Wednesday, May 18, 2005

You are Suspected of Being a Person of Interest

I really wish authorities would stop using the phrase "person of interest." I'm not sure where it originated (after Richard Jewell, maybe?), or why all law enforcement agencies dealing with media cases have decided to use it, but it's just stupid to me. In the old days, they would call a person suspected of involvement in an offense a "suspect." Imagine that! It doesn't mean the person is the perpetrator--just that the police suspect the person might be the perpetrator. Of course, the media and the crime-of-the-week obsessed public love to run with it. And it can ruin someone's life--at least for a while--to be labelled a suspect. Perhaps worrying about lawsuits or maybe out of genuine concern for suspects who turned out to be innocent, cops suddenly stopped using it, and replaced it with the new fangled phrase, "person of interest." What the heck does that mean? Well, it pretty much means the same thing that "suspect" means, only with different words. Instead of implying that the police "suspect" the individual of involvement in the crime, it implies that the police are "interested" in the person's possible involvement in the crime. The police act like it means something different. In press conferences about the latest high-profile crime, reporters ask, "Do you have any suspects?," and the police respond that they do not, but that Joe Blow is a "person of interest." But you never hear the police change the characterization of someone from a "person of interest" to a "suspect." He either goes straight to being arrested and charged with the offense, or he is "cleared," or--in the case of an unsolved crime--he remains a "person of interest" in perpetuity. "Person of interest," then is just a euphemism for "suspect." But using a euphemism offers, at most, minimal protection from the consequences of being linked to a heinous crime.
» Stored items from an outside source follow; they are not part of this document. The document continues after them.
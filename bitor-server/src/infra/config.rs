//! Process configuration, read from the environment (and `.env`) with
//! command line overrides.

use clap::{Args as ClapArgs, Parser};
use std::fmt;
use std::net::SocketAddr;
use std::path::PathBuf;
use std::time::Duration;
use zeroize::Zeroizing;

use bitor_core::automation::AutomationConfig;
use bitor_core::pricing::DEFAULT_API_BASE;

#[derive(Debug, thiserror::Error)]
pub enum ConfigError {
    #[error("API_ENCRYPTION_KEY is required")]
    MissingMasterKey,
    #[error("BITOR_API_TOKEN is required")]
    MissingApiToken,
    #[error("invalid listen address {0}")]
    InvalidAddress(String),
    #[error("failed to resolve ansible base path {}: {source}", path.display())]
    BasePath {
        path: PathBuf,
        source: std::io::Error,
    },
}

/// CLI entry point
#[derive(Parser, Debug)]
#[command(name = "bitor-server")]
#[command(about = "Control plane for ephemeral Nuclei scan infrastructure")]
pub struct Cli {
    #[command(flatten)]
    pub serve: ServeArgs,
}

/// Flags accepted by `bitor-server`; each falls back to its environment
/// variable.
#[derive(ClapArgs, Clone)]
pub struct ServeArgs {
    /// Server host
    #[arg(long, env = "SERVER_HOST", default_value = "0.0.0.0")]
    pub host: String,

    /// Server port
    #[arg(short, long, env = "SERVER_PORT", default_value_t = 8090)]
    pub port: u16,

    /// Root of the automation tree (generate.yml, scans/)
    #[arg(long, env = "ANSIBLE_BASE_PATH", default_value = "./ansible")]
    pub ansible_base_path: PathBuf,

    /// Master key for credentials stored at rest
    #[arg(long, env = "API_ENCRYPTION_KEY", hide_env_values = true)]
    pub api_encryption_key: Option<String>,

    /// Mirror automation output to this process's stdout/stderr
    #[arg(long, env = "SHOW_ANSIBLE_LOGS")]
    pub show_ansible_logs: bool,

    /// Bearer token for job-control endpoints
    #[arg(long, env = "BITOR_API_TOKEN", hide_env_values = true)]
    pub api_token: Option<String>,

    #[arg(long, env = "ANSIBLE_PLAYBOOK_BIN", default_value = "ansible-playbook")]
    pub playbook_bin: PathBuf,

    #[arg(long, env = "ANSIBLE_VAULT_BIN", default_value = "ansible-vault")]
    pub vault_bin: PathBuf,

    /// Deadline for one playbook run, in seconds
    #[arg(long, env = "AUTOMATION_TIMEOUT_SECS", default_value_t = 7200)]
    pub automation_timeout_secs: u64,

    /// Interval of the unpriced-job sweep, in seconds; 0 disables it
    #[arg(long, env = "COST_SWEEP_INTERVAL_SECS", default_value_t = 300)]
    pub cost_sweep_interval_secs: u64,

    /// PostgreSQL connection string (requires the `database` feature)
    #[arg(long, env = "DATABASE_URL", hide_env_values = true)]
    pub database_url: Option<String>,

    /// JSON records loaded into the in-memory store
    #[arg(long, env = "BITOR_SEED_FILE")]
    pub seed_file: Option<PathBuf>,

    #[arg(long, env = "DIGITALOCEAN_API_BASE", default_value = DEFAULT_API_BASE)]
    pub digitalocean_api_base: String,
}

impl fmt::Debug for ServeArgs {
    fn fmt(&self, f: &mut fmt::Formatter<'_>) -> fmt::Result {
        f.debug_struct("ServeArgs")
            .field("host", &self.host)
            .field("port", &self.port)
            .field("ansible_base_path", &self.ansible_base_path)
            .field("show_ansible_logs", &self.show_ansible_logs)
            .finish_non_exhaustive()
    }
}

#[derive(Clone)]
pub struct Config {
    pub host: String,
    pub port: u16,
    /// Absolute path of the automation tree.
    pub ansible_base_path: PathBuf,
    pub master_key: Zeroizing<String>,
    pub show_ansible_logs: bool,
    pub api_token: Zeroizing<String>,
    pub playbook_bin: PathBuf,
    pub vault_bin: PathBuf,
    pub automation_timeout: Duration,
    pub cost_sweep_interval: Option<Duration>,
    pub database_url: Option<String>,
    pub seed_file: Option<PathBuf>,
    pub digitalocean_api_base: String,
}

impl fmt::Debug for Config {
    fn fmt(&self, f: &mut fmt::Formatter<'_>) -> fmt::Result {
        f.debug_struct("Config")
            .field("host", &self.host)
            .field("port", &self.port)
            .field("ansible_base_path", &self.ansible_base_path)
            .field("show_ansible_logs", &self.show_ansible_logs)
            .field("playbook_bin", &self.playbook_bin)
            .field("vault_bin", &self.vault_bin)
            .field("automation_timeout", &self.automation_timeout)
            .field("cost_sweep_interval", &self.cost_sweep_interval)
            .field("database", &self.database_url.is_some())
            .field("seed_file", &self.seed_file)
            .finish_non_exhaustive()
    }
}

fn required(value: Option<String>, missing: ConfigError) -> Result<Zeroizing<String>, ConfigError> {
    value
        .filter(|value| !value.trim().is_empty())
        .map(Zeroizing::new)
        .ok_or(missing)
}

impl Config {
    pub fn from_args(args: ServeArgs) -> Result<Self, ConfigError> {
        let master_key = required(args.api_encryption_key, ConfigError::MissingMasterKey)?;
        let api_token = required(args.api_token, ConfigError::MissingApiToken)?;
        let ansible_base_path = std::path::absolute(&args.ansible_base_path)
            .map_err(|source| ConfigError::BasePath {
                path: args.ansible_base_path.clone(),
                source,
            })?;

        Ok(Self {
            host: args.host,
            port: args.port,
            ansible_base_path,
            master_key,
            show_ansible_logs: args.show_ansible_logs,
            api_token,
            playbook_bin: args.playbook_bin,
            vault_bin: args.vault_bin,
            automation_timeout: Duration::from_secs(args.automation_timeout_secs),
            cost_sweep_interval: (args.cost_sweep_interval_secs > 0)
                .then(|| Duration::from_secs(args.cost_sweep_interval_secs)),
            database_url: args.database_url.filter(|url| !url.trim().is_empty()),
            seed_file: args.seed_file,
            digitalocean_api_base: args.digitalocean_api_base,
        })
    }

    pub fn socket_addr(&self) -> Result<SocketAddr, ConfigError> {
        let raw = format!("{}:{}", self.host, self.port);
        raw.parse().map_err(|_| ConfigError::InvalidAddress(raw))
    }

    pub fn automation(&self) -> AutomationConfig {
        AutomationConfig {
            base_path: self.ansible_base_path.clone(),
            playbook_bin: self.playbook_bin.clone(),
            timeout: self.automation_timeout,
            show_output: self.show_ansible_logs,
            ..AutomationConfig::default()
        }
    }
}

#[cfg(test)]
mod tests {
    use super::*;

    fn parse(args: &[&str]) -> ServeArgs {
        Cli::try_parse_from(std::iter::once("bitor-server").chain(args.iter().copied()))
            .expect("args")
            .serve
    }

    #[test]
    fn flags_build_a_config() {
        let config = Config::from_args(parse(&[
            "--api-encryption-key",
            "master",
            "--api-token",
            "admin-token",
            "--port",
            "9000",
            "--cost-sweep-interval-secs",
            "0",
        ]))
        .expect("config");

        assert_eq!(config.port, 9000);
        assert!(config.ansible_base_path.is_absolute());
        assert!(config.cost_sweep_interval.is_none());
        assert_eq!(config.socket_addr().expect("addr").port(), 9000);
        assert_eq!(config.automation().timeout, Duration::from_secs(7200));
    }

    #[test]
    fn master_key_is_required() {
        let err = Config::from_args(parse(&["--api-token", "admin-token"]))
            .expect_err("missing key");
        assert!(matches!(err, ConfigError::MissingMasterKey));
    }

    #[test]
    fn debug_output_omits_secrets() {
        let config = Config::from_args(parse(&[
            "--api-encryption-key",
            "very-secret-master",
            "--api-token",
            "very-secret-token",
        ]))
        .expect("config");
        let rendered = format!("{config:?}");
        assert!(!rendered.contains("very-secret"));
    }
}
Consequently, to be labelled in the media as a "person of interest" has the same life and reputation-altering effect as being called a "suspect." I suppose there's not much of a downside to using "person of interest," instead of "suspect." But, if law enforcement is using it because they think it someone protects innocent people any better than using "suspect," I think they're fooling themselves.

1 Comments:

Anonymous Anonymous said...

I don't know about any of this. It just sounds so stupid. "person of interest", "suspect".

A while back, when Gov. Rowland was being prosecuted here (or atleast investigated), a big deal was made about the difference between a "target" and "some other word that i'm forgetting".

Basically one was that you are the - duh - target of the investigation and the other was that you are involved and might become the target.

Lordly, lord. How we love to run circles around ourselves.